* [Your instructions]: Only lines with the word "ConnectionGuard" are needed; collect each of them from the listing below.

* [Source records]:
//! Connection limit middleware for WebSocket connections
//!
//! Enforces the global WebSocket cap and the per-IP cap before a `/live`
//! upgrade is accepted. Plain HTTP requests pass through untouched.

use axum::{
    body::Body,
    extract::{ConnectInfo, State},
    http::{Request, StatusCode},
    middleware::Next,
    response::{IntoResponse, Response},
};
use std::net::{IpAddr, SocketAddr};
use std::sync::Arc;

use crate::state::{AppState, ConnectionGuard, ConnectionLimitError};

/// A reserved connection slot, released when the last clone is dropped.
///
/// The middleware inserts it into the request extensions. A handler that
/// upgrades keeps a clone for the life of the session; if the request is
/// rejected before that, dropping the request frees the slot.
#[derive(Clone)]
pub struct ConnectionSlot(Arc<ConnectionGuard>);

impl ConnectionSlot {
    pub fn ip(&self) -> IpAddr {
        self.0.ip()
    }
}

/// Reject WebSocket upgrades over capacity.
///
/// Returns 503 when the global limit is reached and 429 when the caller's IP
/// already holds its share.
pub async fn connection_limit_middleware(
    State(state): State<Arc<AppState>>,
    ConnectInfo(addr): ConnectInfo<SocketAddr>,
    mut request: Request<Body>,
    next: Next,
) -> Response {
    if !is_websocket_upgrade(&request) {
        return next.run(request).await;
    }

    let client_ip = addr.ip();

    match state.try_acquire_connection(client_ip) {
        Ok(()) => {
            let guard = ConnectionGuard::new(state.clone(), client_ip);
            request
                .extensions_mut()
                .insert(ConnectionSlot(Arc::new(guard)));
            next.run(request).await
        }
        Err(ConnectionLimitError::GlobalLimitReached) => {
            tracing::warn!(ip = %client_ip, "Rejecting connection: global limit reached");
            (
                StatusCode::SERVICE_UNAVAILABLE,
                "Server at capacity. Please try again later.",
            )
                .into_response()
        }
        Err(ConnectionLimitError::PerIpLimitReached) => {
            tracing::warn!(ip = %client_ip, "Rejecting connection: per-IP limit reached");
            (
                StatusCode::TOO_MANY_REQUESTS,
                "Too many connections from your IP address.",
            )
                .into_response()
        }
    }
}

fn is_websocket_upgrade(request: &Request<Body>) -> bool {
    request
        .headers()
        .get(http::header::UPGRADE)
        .and_then(|v| v.to_str().ok())
        .is_some_and(|v| v.eq_ignore_ascii_case("websocket"))
}

#[cfg(test)]
mod tests {
    use super::*;
    use crate::config::ServerConfig;
    use crate::core::context::StaticContextProvider;
    use crate::core::realtime::GeminiLiveConnector;
    use axum::body::to_bytes;
    use axum::{Router, routing::get};
    use std::net::Ipv4Addr;
    use tower::ServiceExt;

    fn limited_state(global: Option<usize>, per_ip: u32) -> Arc<AppState> {
        let config = ServerConfig {
            max_websocket_connections: global,
            max_connections_per_ip: per_ip,
            ..Default::default()
        };
        AppState::with_components(
            config,
            Arc::new(GeminiLiveConnector::new("test")),
            Arc::new(StaticContextProvider::empty()),
        )
    }

    /// The stub reports the live count while it still holds the request.
    fn app(state: Arc<AppState>) -> Router {
        Router::new()
            .route(
                "/live",
                get(|State(state): State<Arc<AppState>>| async move {
                    state.ws_connection_count().to_string()
                }),
            )
            .layer(axum::middleware::from_fn_with_state(
                state.clone(),
                connection_limit_middleware,
            ))
            .with_state(state)
    }

    fn request(upgrade: bool) -> Request<Body> {
        let mut builder = Request::builder().uri("/live");
        if upgrade {
            builder = builder.header("upgrade", "websocket");
        }
        let mut request = builder.body(Body::empty()).unwrap();
        request.extensions_mut().insert(ConnectInfo(SocketAddr::from((
            Ipv4Addr::new(203, 0, 113, 7),
            40000,
        ))));
        request
    }

    #[tokio::test]
    async fn test_plain_requests_bypass_limits() {
        let state = limited_state(Some(1), 1);
        state
            .try_acquire_connection(Ipv4Addr::new(203, 0, 113, 7).into())
            .unwrap();

        let response = app(state).oneshot(request(false)).await.unwrap();
        assert_eq!(response.status(), StatusCode::OK);
    }

    #[tokio::test]
    async fn test_upgrade_rejected_when_at_capacity() {
        let state = limited_state(Some(1), 5);
        state
            .try_acquire_connection(Ipv4Addr::new(10, 0, 0, 1).into())
            .unwrap();

        let response = app(state).oneshot(request(true)).await.unwrap();
        assert_eq!(response.status(), StatusCode::SERVICE_UNAVAILABLE);
    }

    #[tokio::test]
    async fn test_upgrade_rejected_over_per_ip_limit() {
        let state = limited_state(None, 1);
        state
            .try_acquire_connection(Ipv4Addr::new(203, 0, 113, 7).into())
            .unwrap();

        let response = app(state.clone()).oneshot(request(true)).await.unwrap();
        assert_eq!(response.status(), StatusCode::TOO_MANY_REQUESTS);
        assert_eq!(state.ws_connection_count(), 1);
    }

    #[tokio::test]
    async fn test_slot_held_during_request_and_freed_after() {
        let state = limited_state(Some(4), 4);

        let response = app(state.clone()).oneshot(request(true)).await.unwrap();
        assert_eq!(response.status(), StatusCode::OK);
        let body = to_bytes(response.into_body(), usize::MAX).await.unwrap();
        assert_eq!(&body[..], b"1");

        // Nothing kept the slot past the response.
        assert_eq!(state.ws_connection_count(), 0);
        assert_eq!(
            state.ip_connection_count(&Ipv4Addr::new(203, 0, 113, 7).into()),
            0
        );
    }

    #[tokio::test]
    async fn test_slot_outlives_request_while_cloned() {
        let state = limited_state(None, 4);
        let kept: Arc<std::sync::Mutex<Option<ConnectionSlot>>> = Default::default();

        let keeper = kept.clone();
        let app = Router::new()
            .route(
                "/live",
                get(move |axum::Extension(slot): axum::Extension<ConnectionSlot>| async move {
                    *keeper.lock().unwrap() = Some(slot);
                    "ok"
                }),
            )
            .layer(axum::middleware::from_fn_with_state(
                state.clone(),
                connection_limit_middleware,
            ))
            .with_state(state.clone());

        app.oneshot(request(true)).await.unwrap();
        assert_eq!(state.ws_connection_count(), 1);
        assert_eq!(
            kept.lock().unwrap().as_ref().map(ConnectionSlot::ip),
            Some(Ipv4Addr::new(203, 0, 113, 7).into())
        );

        kept.lock().unwrap().take();
        assert_eq!(state.ws_connection_count(), 0);
    }
}
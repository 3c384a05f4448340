//! Context provider backed by the shop's inventory/sales HTTP API.

use std::time::Duration;

use async_trait::async_trait;
use reqwest::Client;
use serde::de::DeserializeOwned;

use super::snapshot::{Product, Sale, build_system_context, render_snapshot, today_utc};
use super::{ContextError, ShopContextProvider};

const USER_AGENT: &str = concat!("kirana-gateway/", env!("CARGO_PKG_VERSION"));

/// Fetches inventory and sales from the shop backend and renders them.
#[derive(Debug, Clone)]
pub struct InventoryApiContextProvider {
    base_url: String,
    client: Client,
    timeout: Duration,
}

impl InventoryApiContextProvider {
    pub fn new(base_url: impl Into<String>, timeout: Duration) -> Result<Self, ContextError> {
        let client = Client::builder()
            .timeout(timeout)
            .connect_timeout(timeout)
            .pool_max_idle_per_host(2)
            .user_agent(USER_AGENT)
            .build()
            .map_err(|e| ContextError::Http(format!("Failed to create HTTP client: {e}")))?;

        Ok(Self {
            base_url: base_url.into().trim_end_matches('/').to_string(),
            client,
            timeout,
        })
    }

    async fn fetch<T: DeserializeOwned>(&self, path: &str) -> Result<T, ContextError> {
        let url = format!("{}/{}/", self.base_url, path);
        let response = self
            .client
            .get(&url)
            .send()
            .await
            .map_err(|e| ContextError::Http(format!("GET {url}: {e}")))?;

        if !response.status().is_success() {
            let status = response.status().as_u16();
            let body = response
                .text()
                .await
                .unwrap_or_else(|_| "Unknown error".to_string());
            return Err(ContextError::Status { status, body });
        }

        response
            .json::<T>()
            .await
            .map_err(|e| ContextError::Decode(format!("GET {url}: {e}")))
    }
}

#[async_trait]
impl ShopContextProvider for InventoryApiContextProvider {
    async fn shop_context(&self) -> Result<String, ContextError> {
        let fetch_both = async {
            tokio::try_join!(
                self.fetch::<Vec<Product>>("inventory"),
                self.fetch::<Vec<Sale>>("sales"),
            )
        };
        let (products, sales) = tokio::time::timeout(self.timeout, fetch_both)
            .await
            .map_err(|_| ContextError::Timeout(self.timeout))??;

        tracing::debug!(
            products = products.len(),
            sales = sales.len(),
            "Fetched shop snapshot"
        );

        let snapshot = render_snapshot(&products, &sales, &today_utc());
        Ok(build_system_context(&snapshot))
    }

    fn name(&self) -> &'static str {
        "inventory_api"
    }
}
//! Frame codec between the client wire format and [`ClientFrame`] / [`ServerEvent`].
//!
//! Decoding is pure: base64 payloads are decoded exactly once here and carried as
//! bytes from then on. Encoding re-encodes payloads exactly once and never emits
//! `null` or an empty string for absent optional fields.

use base64::Engine;
use base64::prelude::BASE64_STANDARD;
use bytes::Bytes;
use serde::de::DeserializeOwned;
use serde_json::{Map, Value, json};
use thiserror::Error;

use crate::core::realtime::{ClientFrame, ControlSignal, ServerEvent};

use super::messages::{
    ClientContentMessage, ControlMessage, KEY_CLIENT_CONTENT, KEY_CONTROL, KEY_REALTIME_INPUT,
    MAX_TEXT_SIZE, OutboundFrame, RealtimeInputMessage,
};

/// Why a client message could not be decoded. Never fatal to the session.
#[derive(Debug, Error, PartialEq, Eq)]
pub enum DecodeError {
    #[error("malformed JSON: {0}")]
    MalformedJson(String),

    #[error("unknown message shape: {0}")]
    UnknownShape(String),

    #[error("invalid base64 in media chunk {index}: {reason}")]
    BadBase64 { index: usize, reason: String },

    #[error("text too large: {size} bytes (max: {max} bytes)")]
    TextTooLarge { size: usize, max: usize },
}

// =============================================================================
// Decoding
// =============================================================================

/// Decode one client text frame into zero or more frames, in wire order.
///
/// A batch is all-or-nothing: if any chunk fails, no frame from the message is
/// returned.
pub fn decode_client_frame(raw: &str) -> Result<Vec<ClientFrame>, DecodeError> {
    let value: Value =
        serde_json::from_str(raw).map_err(|e| DecodeError::MalformedJson(e.to_string()))?;
    let Value::Object(mut object) = value else {
        return Err(DecodeError::UnknownShape(
            "expected a JSON object".to_string(),
        ));
    };

    if let Some(body) = take_first(&mut object, &KEY_REALTIME_INPUT) {
        decode_realtime_input(parse_body(body, "realtime_input")?)
    } else if let Some(body) = take_first(&mut object, &KEY_CLIENT_CONTENT) {
        decode_client_content(parse_body(body, "client_content")?)
    } else if let Some(body) = take_first(&mut object, &KEY_CONTROL) {
        decode_control(parse_body(body, "control")?)
    } else {
        Err(DecodeError::UnknownShape(
            "no realtime_input, client_content or control key".to_string(),
        ))
    }
}

fn take_first(object: &mut Map<String, Value>, keys: &[&str]) -> Option<Value> {
    keys.iter().find_map(|key| object.remove(*key))
}

fn parse_body<T: DeserializeOwned>(body: Value, kind: &str) -> Result<T, DecodeError> {
    serde_json::from_value(body).map_err(|e| DecodeError::UnknownShape(format!("{kind}: {e}")))
}

fn decode_realtime_input(input: RealtimeInputMessage) -> Result<Vec<ClientFrame>, DecodeError> {
    let stream_end = input.audio_stream_end.unwrap_or(false);
    let Some(chunks) = input.media_chunks else {
        return if stream_end {
            Ok(vec![ClientFrame::Control(ControlSignal::AudioStreamEnd)])
        } else {
            Err(DecodeError::UnknownShape(
                "realtime_input needs media_chunks or audio_stream_end".to_string(),
            ))
        };
    };

    let mut frames = Vec::with_capacity(chunks.len() + usize::from(stream_end));
    for (index, chunk) in chunks.into_iter().enumerate() {
        let mime_type = chunk.mime_type.ok_or_else(|| {
            DecodeError::UnknownShape(format!("media chunk {index} has no mime_type"))
        })?;
        let data = chunk.data.ok_or_else(|| {
            DecodeError::UnknownShape(format!("media chunk {index} has no data"))
        })?;
        let payload = BASE64_STANDARD
            .decode(data.as_bytes())
            .map_err(|e| DecodeError::BadBase64 {
                index,
                reason: e.to_string(),
            })?;
        frames.push(ClientFrame::AudioChunk {
            mime_type,
            payload: Bytes::from(payload),
        });
    }
    if stream_end {
        frames.push(ClientFrame::Control(ControlSignal::AudioStreamEnd));
    }
    Ok(frames)
}

fn decode_client_content(content: ClientContentMessage) -> Result<Vec<ClientFrame>, DecodeError> {
    let end_of_turn = content.turn_complete.unwrap_or(true);
    match content.text {
        Some(text) => {
            if text.len() > MAX_TEXT_SIZE {
                return Err(DecodeError::TextTooLarge {
                    size: text.len(),
                    max: MAX_TEXT_SIZE,
                });
            }
            Ok(vec![ClientFrame::Text { text, end_of_turn }])
        }
        // A bare turn marker with no text.
        None if content.turn_complete == Some(true) => {
            Ok(vec![ClientFrame::Control(ControlSignal::EndOfTurn)])
        }
        None => Err(DecodeError::UnknownShape(
            "client_content has no text".to_string(),
        )),
    }
}

fn decode_control(control: ControlMessage) -> Result<Vec<ClientFrame>, DecodeError> {
    ControlSignal::parse(&control.signal)
        .map(|signal| vec![ClientFrame::Control(signal)])
        .ok_or_else(|| DecodeError::UnknownShape(format!("unknown signal: {}", control.signal)))
}

// =============================================================================
// Encoding
// =============================================================================

impl OutboundFrame {
    /// Build the wire frame for one upstream event.
    pub fn from_event(event: &ServerEvent) -> Self {
        match event {
            ServerEvent::AudioChunk { mime_type, payload } => Self::InlineAudio {
                mime_type: mime_type.clone(),
                data: BASE64_STANDARD.encode(payload),
            },
            ServerEvent::TextDelta { text } => Self::Text { text: text.clone() },
            ServerEvent::TurnComplete => Self::TurnComplete,
            ServerEvent::Interrupted => Self::Interrupted,
            ServerEvent::Error { code, message } => Self::Error {
                code: code.clone(),
                message: message.clone(),
            },
        }
    }

    pub fn to_json(&self) -> Value {
        match self {
            Self::InlineAudio { mime_type, data } => {
                let mut inline = Map::new();
                if !mime_type.is_empty() {
                    inline.insert("mimeType".to_string(), Value::String(mime_type.clone()));
                }
                inline.insert("data".to_string(), Value::String(data.clone()));
                json!({
                    "serverContent": { "modelTurn": { "parts": [{ "inlineData": inline }] } }
                })
            }
            Self::Text { text } => json!({
                "serverContent": { "modelTurn": { "parts": [{ "text": text }] } }
            }),
            Self::TurnComplete => json!({ "serverContent": { "turnComplete": true } }),
            Self::Interrupted => json!({ "serverContent": { "interrupted": true } }),
            Self::Error { code, message } => {
                let mut error = Map::new();
                if let Some(code) = code {
                    error.insert("code".to_string(), Value::String(code.clone()));
                }
                error.insert("message".to_string(), Value::String(message.clone()));
                json!({ "error": error })
            }
        }
    }
}

/// Encode one upstream event as a client text frame. Infallible.
pub fn encode_outbound_frame(event: &ServerEvent) -> String {
    OutboundFrame::from_event(event).to_json().to_string()
}

/// Encode a relay-originated error notification.
pub fn encode_error_frame(code: Option<&str>, message: &str) -> String {
    OutboundFrame::Error {
        code: code.map(str::to_string),
        message: message.to_string(),
    }
    .to_json()
    .to_string()
}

* [Response box]:
use crate::state::{AppState, ConnectionGuard, ConnectionLimitError};
pub struct ConnectionSlot(Arc<ConnectionGuard>);
            let guard = ConnectionGuard::new(state.clone(), client_ip);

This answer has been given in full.